Choosing equipment before the room is built can be a bad idea because you design the permanent structure around pieces that will change, though it does help with some decisions. Why did you choose in-wall speakers? With a room that large, there's really no reason to use in-walls unless you already have them, or are particularly fond of them.
Soundproofing the room is always advised here. You should probably get in touch with Ted at the soundproofing company and figure out your best approach. The most common approach I see here is to decouple from the framing using clips and channel, then add two layers of 5/8" drywall with Green Glue between. Since this room is inside a concrete shell, you may be able to skip the clips and channel and just frame a room inside the concrete shell that is completely decoupled from the house. That would probably be the cheaper option. For soundproofing, double doors are not a great idea either. Building a decoupled room inside a concrete shell sounds like a plan for great sound isolation.

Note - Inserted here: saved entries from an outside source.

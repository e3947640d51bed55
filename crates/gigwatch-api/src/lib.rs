//! JSON REST API for gigwatch.
//!
//! Exposes an axum [`Router`] over a shared [`Monitor`]: ledger reads come
//! straight from its store, and checks are triggered (or cancelled) through
//! the monitor so they share its run lock with scheduled runs.
//!
//! # Mounting
//!
//! ```rust,ignore
//! .nest("/api", gigwatch_api::api_router(state))
//! ```

pub mod check;
pub mod error;
pub mod events;
pub mod notifications;

use std::sync::Arc;

use axum::{
  Router,
  routing::{get, post},
};
use chrono::Local;
use gigwatch_core::{
  source::EventSource,
  store::EventStore,
  transport::Transport,
  window::{DateWindow, WindowPolicy},
};
use gigwatch_monitor::Monitor;

pub use error::ApiError;

/// Shared state threaded through all handlers.
pub struct ApiState<S, F, T> {
  pub monitor:       Arc<Monitor<S, F, T>>,
  /// Used when a request does not name its own window.
  pub window_policy: WindowPolicy,
}

impl<S, F, T> Clone for ApiState<S, F, T> {
  fn clone(&self) -> Self {
    Self {
      monitor:       self.monitor.clone(),
      window_policy: self.window_policy,
    }
  }
}

impl<S, F, T> ApiState<S, F, T> {
  pub(crate) fn default_window(&self) -> DateWindow {
    self.window_policy.window_for(Local::now().date_naive())
  }
}

/// Build a fully-materialised API router for `state`.
///
/// The returned `Router<()>` can be nested into any parent router regardless
/// of its own state type.
pub fn api_router<S, F, T>(state: ApiState<S, F, T>) -> Router<()>
where
  S: EventStore + 'static,
  F: EventSource + 'static,
  T: Transport + 'static,
{
  Router::new()
    // Events
    .route("/events", get(events::list::<S, F, T>))
    .route("/events/unnotified", get(events::unnotified::<S, F, T>))
    .route("/events/{id}", get(events::get_one::<S, F, T>))
    .route("/events/{id}/notify", post(events::notify_one::<S, F, T>))
    // Notifications
    .route("/notifications", get(notifications::recent::<S, F, T>))
    // Checks
    .route(
      "/check",
      post(check::run::<S, F, T>).delete(check::cancel::<S, F, T>),
    )
    .with_state(state)
}
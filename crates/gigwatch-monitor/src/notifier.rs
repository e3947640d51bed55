//! Digest composition and dispatch.
//!
//! A batch of new events becomes exactly one push message. Formatting is a
//! pure function of the input order, so the same batch always produces the
//! same digest.

use gigwatch_core::{
  event::EventRecord,
  transport::{Digest, Priority, Transport},
};

/// Entries listed in a batch body before the remainder is summarised.
pub const DEFAULT_MAX_LISTED: usize = 15;

/// Formats events into digests and hands them to a [`Transport`].
///
/// Never retries: a failed send is returned to the caller, whose
/// "mark only after a confirmed send" rule makes the next run the retry.
#[derive(Debug, Clone)]
pub struct Notifier<T> {
  transport:  T,
  max_listed: usize,
}

impl<T: Transport> Notifier<T> {
  pub fn new(transport: T) -> Self {
    Self { transport, max_listed: DEFAULT_MAX_LISTED }
  }

  /// Cap the number of entries spelled out in a batch body (minimum 1).
  pub fn with_max_listed(mut self, max_listed: usize) -> Self {
    self.max_listed = max_listed.max(1);
    self
  }

  pub fn transport(&self) -> &T { &self.transport }

  /// Send one digest covering all of `events`.
  ///
  /// Returns the number of events announced; `0` means `events` was empty
  /// and nothing was sent.
  pub async fn dispatch(
    &self,
    events: &[EventRecord],
    location: &str,
  ) -> Result<usize, T::Error> {
    let Some(digest) = self.compose_batch(events, location) else {
      return Ok(0);
    };
    self.transport.send(&digest).await?;
    tracing::info!(events = events.len(), "digest sent");
    Ok(events.len())
  }

  /// Send a digest for a single event at normal priority.
  pub async fn dispatch_single(
    &self,
    event: &EventRecord,
    location: &str,
  ) -> Result<(), T::Error> {
    let digest = self.compose_single(event, location);
    self.transport.send(&digest).await
  }

  pub fn compose_batch(&self, events: &[EventRecord], location: &str) -> Option<Digest> {
    let first = events.first()?;

    let noun = if events.len() == 1 { "event" } else { "events" };
    let title = format!("{} new {noun} in {location}", events.len());

    let mut entries: Vec<String> =
      events.iter().take(self.max_listed).map(entry).collect();
    if events.len() > self.max_listed {
      entries.push(format!("…and {} more", events.len() - self.max_listed));
    }

    Some(Digest {
      title,
      body: entries.join("\n\n"),
      priority: Priority::HIGH,
      click: first.event.url.clone(),
    })
  }

  pub fn compose_single(&self, event: &EventRecord, location: &str) -> Digest {
    Digest {
      title:    format!("{} ({location})", event.event.title),
      body:     entry(event),
      priority: Priority::NORMAL,
      click:    event.event.url.clone(),
    }
  }
}

/// `"Mon 02 Nov · Venue · Artist, Artist"` plus the link on its own line.
fn entry(record: &EventRecord) -> String {
  let event = &record.event;
  let venue = event.venue_name.as_deref().unwrap_or("Venue TBA");
  let mut line = format!(
    "{} · {venue} · {}",
    event.date.format("%a %d %b"),
    record.artist_summary(),
  );
  if let Some(url) = &event.url {
    line.push('\n');
    line.push_str(url);
  }
  line
}

#[cfg(test)]
mod tests {
  use std::convert::Infallible;

  use chrono::{NaiveDate, TimeZone, Utc};
  use gigwatch_core::event::{Event, EventArtist};

  use super::*;

  struct NullTransport;

  impl Transport for NullTransport {
    type Error = Infallible;

    async fn send(&self, _digest: &Digest) -> Result<(), Infallible> { Ok(()) }
  }

  fn record(id: &str, day: u32, venue: Option<&str>, artists: &[&str]) -> EventRecord {
    let date = NaiveDate::from_ymd_opt(2026, 11, day).unwrap();
    let at = Utc.from_utc_datetime(&date.and_hms_opt(20, 0, 0).unwrap());
    EventRecord {
      event:   Event {
        id:            id.into(),
        title:         format!("Show {id}"),
        date,
        starts_at:     at,
        ends_at:       None,
        venue_name:    venue.map(Into::into),
        venue_id:      None,
        url:           Some(format!("https://events.example/{id}")),
        attendance:    0,
        ticketed:      false,
        queue_enabled: false,
        new_listing:   false,
        created_at:    at,
        updated_at:    at,
      },
      artists: artists
        .iter()
        .map(|name| EventArtist {
          event_id:    id.into(),
          artist_id:   name.to_lowercase(),
          artist_name: (*name).into(),
        })
        .collect(),
    }
  }

  #[test]
  fn empty_batch_composes_nothing() {
    let n = Notifier::new(NullTransport);
    assert!(n.compose_batch(&[], "Berlin").is_none());
  }

  #[test]
  fn batch_title_counts_events() {
    let n = Notifier::new(NullTransport);
    let one = n.compose_batch(&[record("e1", 2, None, &["Alpha"])], "Berlin").unwrap();
    assert_eq!(one.title, "1 new event in Berlin");

    let two = n
      .compose_batch(
        &[record("e1", 2, None, &["Alpha"]), record("e2", 5, None, &["Beta"])],
        "Berlin",
      )
      .unwrap();
    assert_eq!(two.title, "2 new events in Berlin");
    assert_eq!(two.priority, Priority::HIGH);
    assert_eq!(two.click.as_deref(), Some("https://events.example/e1"));
  }

  #[test]
  fn batch_body_lists_date_venue_artists_and_link() {
    let n = Notifier::new(NullTransport);
    let digest = n
      .compose_batch(
        &[
          record("e1", 2, Some("The Hall"), &["Alpha", "Beta"]),
          record("e2", 5, None, &["Gamma"]),
        ],
        "Berlin",
      )
      .unwrap();

    assert_eq!(
      digest.body,
      "Mon 02 Nov · The Hall · Alpha, Beta\nhttps://events.example/e1\n\n\
       Thu 05 Nov · Venue TBA · Gamma\nhttps://events.example/e2"
    );
  }

  #[test]
  fn batch_body_is_truncated() {
    let n = Notifier::new(NullTransport).with_max_listed(2);
    let events: Vec<_> = (1..=5)
      .map(|d| record(&format!("e{d}"), d, None, &["Alpha"]))
      .collect();
    let digest = n.compose_batch(&events, "Berlin").unwrap();

    assert_eq!(digest.title, "5 new events in Berlin");
    assert_eq!(digest.body.matches("https://").count(), 2);
    assert!(digest.body.ends_with("…and 3 more"));
  }

  #[test]
  fn single_uses_normal_priority() {
    let n = Notifier::new(NullTransport);
    let digest = n.compose_single(&record("e1", 2, Some("The Hall"), &["Alpha"]), "Berlin");
    assert_eq!(digest.priority, Priority::NORMAL);
    assert_eq!(digest.title, "Show e1 (Berlin)");
  }

  #[tokio::test]
  async fn dispatch_of_empty_batch_is_a_no_op() {
    let n = Notifier::new(NullTransport);
    assert_eq!(n.dispatch(&[], "Berlin").await.unwrap(), 0);
  }
}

You need to consider HVAC! My experience so far is that rooms this big tend to be easier to cool most of the time when it's just one or two people in there. My room stays cool with up to three people working in there with lights on and only the HVAC blower running (no cooling). However, I suspect that once you pack it full of people for a super bowl party, you may find that your HVAC is going to have to work harder. It is much easier to figure out how to get the air in and out now than it is to figure out once the framing is done. You're going to need much more air in that room than your typical HVAC designer is going to plan for.
If you're new to this, I would highly recommend you get in touch with Nyal at Acoustic Frontiers or SierraMikeBravo with Erskine Group and discuss options for a layout and acoustic analysis. Having a solid plan at the beginning will go a long way towards making a great space at the end. You are going to need acoustic treatments, and you might as well make sure you do it right. The cost of a layout and acoustic analysis is a drop in the bucket compared to what you're going to spend on building this room.